**Dataset entries**
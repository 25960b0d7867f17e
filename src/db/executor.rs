//! Query execution engine.
//!
//! This module runs raw SQL on a session's `DbConnection` with support for:
//! - Row limits (enforced via streaming - only fetches needed rows)
//! - Query timeouts
//! - Row-returning detection from what the backend actually sends back
//!
//! Each database gets its own submodule generated by `backend_ops!`; the code
//! is identical apart from connection and result types.

use crate::db::pool::DbConnection;
use crate::db::types::RowToJson;
use crate::error::{DbError, DbResult};
use crate::models::{ResultCursor, Row};
use futures_util::StreamExt;
use std::time::{Duration, Instant};
use tokio::time::timeout;
use tracing::{debug, warn};

/// Result of a non-row-returning execution.
#[derive(Debug, Clone, Copy, PartialEq, Eq, Default)]
pub struct WriteOutcome {
    pub rows_affected: u64,
    /// Last auto-increment value, where the backend reports one.
    pub last_insert_id: Option<i64>,
}

/// Everything one SQL text produced on the backend.
#[derive(Debug, Clone)]
pub struct Execution {
    /// Rows of a row-returning statement. None when the backend described no
    /// result columns and sent no rows.
    pub result_set: Option<ResultCursor>,
    pub outcome: WriteOutcome,
}

/// Executes SQL for one data source.
#[derive(Debug, Clone)]
pub struct QueryExecutor {
    data_source: String,
    query_timeout: Duration,
}

impl QueryExecutor {
    pub fn new(data_source: impl Into<String>, query_timeout: Duration) -> Self {
        Self {
            data_source: data_source.into(),
            query_timeout,
        }
    }

    /// Execute any statement, keeping both its rows and its update counts.
    pub async fn run(
        &self,
        conn: &mut DbConnection,
        sql: &str,
        max_rows: Option<u32>,
    ) -> DbResult<Execution> {
        let start = Instant::now();
        // One extra row tells us whether the result was truncated
        let fetch_limit = max_rows.map(|l| l.max(1) as usize + 1);

        debug!(
            data_source = %self.data_source,
            sql = %sql,
            limit = ?max_rows,
            timeout_secs = self.query_timeout.as_secs(),
            "Executing statement"
        );

        let fetched = match conn {
            DbConnection::MySql(c) => mysql::run(c, sql, fetch_limit, self.query_timeout).await,
            DbConnection::Postgres(c) => {
                postgres::run(c, sql, fetch_limit, self.query_timeout).await
            }
            DbConnection::SQLite(c) => sqlite::run(c, sql, fetch_limit, self.query_timeout).await,
        };

        let fetched = match fetched {
            Ok(fetched) => fetched,
            Err(FetchError::Sqlx(e)) => return Err(DbError::from_sqlx(&self.data_source, e)),
            Err(FetchError::TimedOut) => {
                return Err(timeout_error("statement execution", self.query_timeout));
            }
        };

        let outcome = WriteOutcome {
            rows_affected: fetched.rows_affected,
            last_insert_id: fetched.last_insert_id,
        };
        let returns_rows = !fetched.columns.is_empty() || !fetched.rows.is_empty();
        let result_set =
            returns_rows.then(|| self.limit_cursor(fetched.columns, fetched.rows, max_rows));

        debug!(
            data_source = %self.data_source,
            returns_rows,
            rows = result_set.as_ref().map(|c| c.remaining()).unwrap_or(0),
            rows_affected = outcome.rows_affected,
            execution_time_ms = start.elapsed().as_millis() as u64,
            "Statement finished"
        );
        Ok(Execution {
            result_set,
            outcome,
        })
    }

    /// Execute a row-returning statement and collect its rows into a cursor.
    ///
    /// Statements without a result yield an empty cursor.
    pub async fn fetch(
        &self,
        conn: &mut DbConnection,
        sql: &str,
        max_rows: Option<u32>,
    ) -> DbResult<ResultCursor> {
        let execution = self.run(conn, sql, max_rows).await?;
        Ok(execution
            .result_set
            .unwrap_or_else(|| ResultCursor::empty(self.data_source.clone())))
    }

    /// Execute a write operation (INSERT, UPDATE, DELETE, DDL) and return affected rows.
    pub async fn execute_write(&self, conn: &mut DbConnection, sql: &str) -> DbResult<WriteOutcome> {
        let start = Instant::now();

        debug!(
            data_source = %self.data_source,
            sql = %sql,
            timeout_secs = self.query_timeout.as_secs(),
            "Executing write operation"
        );

        let result = match conn {
            DbConnection::MySql(c) => mysql::execute_write(c, sql, self.query_timeout).await,
            DbConnection::Postgres(c) => postgres::execute_write(c, sql, self.query_timeout).await,
            DbConnection::SQLite(c) => sqlite::execute_write(c, sql, self.query_timeout).await,
        };

        let outcome = match result {
            Ok(outcome) => outcome,
            Err(FetchError::Sqlx(e)) => return Err(DbError::from_sqlx(&self.data_source, e)),
            Err(FetchError::TimedOut) => {
                return Err(timeout_error("write operation", self.query_timeout));
            }
        };

        debug!(
            data_source = %self.data_source,
            rows_affected = outcome.rows_affected,
            execution_time_ms = start.elapsed().as_millis() as u64,
            "Write finished"
        );
        Ok(outcome)
    }

    fn limit_cursor(&self, columns: Vec<String>, mut rows: Vec<Row>, max_rows: Option<u32>) -> ResultCursor {
        let truncated = match max_rows {
            Some(limit) if rows.len() > limit.max(1) as usize => {
                rows.truncate(limit.max(1) as usize);
                true
            }
            _ => false,
        };

        if truncated {
            warn!(
                data_source = %self.data_source,
                limit = ?max_rows,
                "Query result truncated"
            );
        }

        ResultCursor::new(self.data_source.clone(), columns, rows).with_truncated(truncated)
    }
}

#[derive(Default)]
struct Fetched {
    columns: Vec<String>,
    rows: Vec<Row>,
    rows_affected: u64,
    last_insert_id: Option<i64>,
    /// Completed statements; more than one means multi-statement text.
    statements: usize,
}

enum FetchError {
    Sqlx(sqlx::Error),
    TimedOut,
}

fn timeout_error(operation: &str, timeout: Duration) -> DbError {
    DbError::timeout(operation, timeout.as_secs() as u32)
}

macro_rules! backend_ops {
    ($module:ident, $conn:ty, $last_insert_id:expr) => {
        mod $module {
            use super::*;
            use sqlx::{Column, Either, Executor};

            pub async fn run(
                conn: &mut $conn,
                sql: &str,
                fetch_limit: Option<usize>,
                query_timeout: Duration,
            ) -> Result<Fetched, FetchError> {
                let execution = async {
                    let mut fetched = Fetched::default();
                    {
                        let mut stream = (&mut *conn).fetch_many(sql);
                        while let Some(item) = stream.next().await {
                            match item? {
                                Either::Left(result) => {
                                    fetched.statements += 1;
                                    fetched.rows_affected += result.rows_affected();
                                    fetched.last_insert_id = $last_insert_id(&result);
                                }
                                Either::Right(row) => {
                                    if fetched.columns.is_empty() {
                                        fetched.columns = row.column_names();
                                    }
                                    fetched.rows.push(row.to_row());
                                    if fetch_limit.is_some_and(|limit| fetched.rows.len() >= limit) {
                                        break;
                                    }
                                }
                            }
                        }
                    }

                    // An empty result carries no row metadata. Multi-statement
                    // text cannot be prepared as one statement.
                    if fetched.rows.is_empty() && fetched.statements <= 1 {
                        fetched.columns = match (&mut *conn).describe(sql).await {
                            Ok(described) => described
                                .columns()
                                .iter()
                                .map(|col| col.name().to_string())
                                .collect(),
                            Err(e) => {
                                debug!(error = %e, "Statement has no describable result columns");
                                Vec::new()
                            }
                        };
                    }
                    Ok::<_, sqlx::Error>(fetched)
                };

                match timeout(query_timeout, execution).await {
                    Ok(result) => result.map_err(FetchError::Sqlx),
                    Err(_) => Err(FetchError::TimedOut),
                }
            }

            pub async fn execute_write(
                conn: &mut $conn,
                sql: &str,
                query_timeout: Duration,
            ) -> Result<WriteOutcome, FetchError> {
                match timeout(query_timeout, conn.execute(sql)).await {
                    Ok(Ok(r)) => Ok(WriteOutcome {
                        rows_affected: r.rows_affected(),
                        last_insert_id: $last_insert_id(&r),
                    }),
                    Ok(Err(e)) => Err(FetchError::Sqlx(e)),
                    Err(_) => Err(FetchError::TimedOut),
                }
            }
        }
    };
}

backend_ops!(mysql, sqlx::MySqlConnection, |r: &sqlx::mysql::MySqlQueryResult| {
    Some(r.last_insert_id() as i64)
});
backend_ops!(postgres, sqlx::PgConnection, |_: &sqlx::postgres::PgQueryResult| {
    None::<i64>
});
backend_ops!(sqlite, sqlx::SqliteConnection, |r: &sqlx::sqlite::SqliteQueryResult| {
    Some(r.last_insert_rowid())
});
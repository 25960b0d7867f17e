//! Database dispatch macros for reducing code duplication.
//!
//! This module provides declarative macros that generate database-specific
//! implementations while maintaining linear readability. The macros expand
//! at compile time with zero runtime overhead.

/// Macro for generating database dispatch match arms.
///
/// This macro generates match arms for `DbPool` variants, reducing the need
/// to manually write repetitive match statements.
///
/// # Example
///
/// ```ignore
/// impl_db_dispatch!(pool, {
///     MySql(p) => do_mysql(p),
///     Postgres(p) => do_postgres(p),
///     SQLite(p) => do_sqlite(p),
/// });
/// ```
#[macro_export]
macro_rules! impl_db_dispatch {
    ($pool:expr, { $($variant:ident($p:ident) => $body:expr),+ $(,)? }) => {
        match $pool {
            $(
                $crate::db::pool::DbPool::$variant($p) => $body,
            )+
        }
    };
}

pub use impl_db_dispatch;
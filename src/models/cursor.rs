//! Forward-only result cursor.

use serde::Serialize;
use serde_json::Value as JsonValue;
use std::collections::VecDeque;

pub type Row = serde_json::Map<String, JsonValue>;

/// Rows produced by one physical execution, consumed front to back.
#[derive(Debug, Clone, PartialEq, Serialize)]
pub struct ResultCursor {
    data_source: String,
    columns: Vec<String>,
    rows: VecDeque<Row>,
    truncated: bool,
}

impl ResultCursor {
    /// Create a cursor over fetched rows.
    pub fn new(data_source: impl Into<String>, columns: Vec<String>, rows: Vec<Row>) -> Self {
        Self {
            data_source: data_source.into(),
            columns,
            rows: rows.into(),
            truncated: false,
        }
    }

    /// Create a cursor without rows.
    pub fn empty(data_source: impl Into<String>) -> Self {
        Self::new(data_source, Vec::new(), Vec::new())
    }

    /// Mark that the backend had more rows than were fetched.
    pub fn with_truncated(mut self, truncated: bool) -> Self {
        self.truncated = truncated;
        self
    }

    /// Name of the data source that produced these rows.
    pub fn data_source(&self) -> &str {
        &self.data_source
    }

    pub fn columns(&self) -> &[String] {
        &self.columns
    }

    /// Rows not yet consumed.
    pub fn remaining(&self) -> usize {
        self.rows.len()
    }

    pub fn is_truncated(&self) -> bool {
        self.truncated
    }

    /// Drain the remaining rows.
    pub fn into_rows(self) -> Vec<Row> {
        self.rows.into()
    }
}

impl Iterator for ResultCursor {
    type Item = Row;

    fn next(&mut self) -> Option<Row> {
        self.rows.pop_front()
    }

    fn size_hint(&self) -> (usize, Option<usize>) {
        (self.rows.len(), Some(self.rows.len()))
    }
}

impl ExactSizeIterator for ResultCursor {}
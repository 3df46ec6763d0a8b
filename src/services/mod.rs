//! Service layer: business logic between the routes and the state/DAO layers.

/// Fan-out of server messages to live connections.
pub mod broadcast;
/// Commentary write and read operations.
pub mod commentary_service;
/// OpenAPI documentation generation.
pub mod documentation;
/// Access-control checks applied before connections are accepted.
pub mod gatekeeper;
/// Health check service.
pub mod health_service;
/// Periodic liveness sweep over the connection registry.
pub mod heartbeat;
/// Match write and read operations.
pub mod match_service;
/// Periodic match phase reconciliation.
pub mod status_sync;
/// WebSocket connection and message handling service.
pub mod websocket_service;
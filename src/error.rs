//! Error taxonomy: storage errors bubble up through the service layer and are
//! converted into JSON HTTP responses at the route boundary.

use axum::{Json, http::StatusCode, response::IntoResponse};
use serde::Serialize;
use thiserror::Error;
use validator::ValidationErrors;

use crate::dao::storage::StorageError;

/// Errors that can occur in service layer operations.
#[derive(Debug, Error)]
pub enum ServiceError {
    /// Storage backend is unavailable.
    #[error("storage unavailable")]
    Unavailable(#[source] StorageError),
    /// Application is running in degraded mode without storage.
    #[error("storage unavailable (degraded mode)")]
    Degraded,
    /// Invalid input provided by the client.
    #[error("invalid input: {0}")]
    InvalidInput(String),
    /// Requested resource was not found.
    #[error("not found: {0}")]
    NotFound(String),
}

impl From<StorageError> for ServiceError {
    fn from(err: StorageError) -> Self {
        ServiceError::Unavailable(err)
    }
}

impl From<ValidationErrors> for AppError {
    fn from(err: ValidationErrors) -> Self {
        AppError::BadRequest(format!("validation failed: {}", err))
    }
}

/// Application-level errors that are converted to HTTP responses.
#[derive(Debug, Error)]
pub enum AppError {
    /// Bad request with invalid input.
    #[error("bad request: {0}")]
    BadRequest(String),
    /// Peer exceeded its rate budget.
    #[error("too many requests: {0}")]
    TooManyRequests(String),
    /// Peer is denied by access-control policy.
    #[error("forbidden: {0}")]
    Forbidden(String),
    /// Requested resource not found.
    #[error("not found: {0}")]
    NotFound(String),
    /// Service unavailable or degraded.
    #[error("service unavailable: {0}")]
    ServiceUnavailable(String),
    /// Internal server error.
    #[error("internal error: {0}")]
    Internal(String),
}

impl From<ServiceError> for AppError {
    fn from(err: ServiceError) -> Self {
        match err {
            ServiceError::Unavailable(source) => AppError::ServiceUnavailable(source.to_string()),
            ServiceError::Degraded => AppError::ServiceUnavailable("degraded mode".into()),
            ServiceError::InvalidInput(message) => AppError::BadRequest(message),
            ServiceError::NotFound(message) => AppError::NotFound(message),
        }
    }
}

#[derive(Serialize)]
struct ErrorBody {
    message: String,
}

impl IntoResponse for AppError {
    fn into_response(self) -> axum::response::Response {
        let status = match &self {
            AppError::BadRequest(_) => StatusCode::BAD_REQUEST,
            AppError::TooManyRequests(_) => StatusCode::TOO_MANY_REQUESTS,
            AppError::Forbidden(_) => StatusCode::FORBIDDEN,
            AppError::NotFound(_) => StatusCode::NOT_FOUND,
            AppError::ServiceUnavailable(_) => StatusCode::SERVICE_UNAVAILABLE,
            AppError::Internal(_) => StatusCode::INTERNAL_SERVER_ERROR,
        };

        let payload = Json(ErrorBody {
            message: self.to_string(),
        });

        (status, payload).into_response()
    }
}
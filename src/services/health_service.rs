//! Health check service.

use tracing::warn;

use crate::{dto::health::HealthResponse, state::SharedState};

/// Respond with the current health payload while logging connectivity issues.
pub async fn health_status(state: &SharedState) -> HealthResponse {
    match state.require_match_store().await {
        Ok(store) => {
            if let Err(err) = store.health_check().await {
                warn!(error = %err, "storage health check failed");
            }
        }
        Err(_) => warn!("storage unavailable (degraded mode)"),
    }

    if state.is_degraded().await {
        HealthResponse::degraded()
    } else {
        HealthResponse::ok()
    }
}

**EXERCISE REQUIREMENTS**
For each line in the data that contains the string "IntoResponse", give a copy of that line.

**ANSWER AREA**
use axum::{Json, http::StatusCode, response::IntoResponse};
impl IntoResponse for AppError {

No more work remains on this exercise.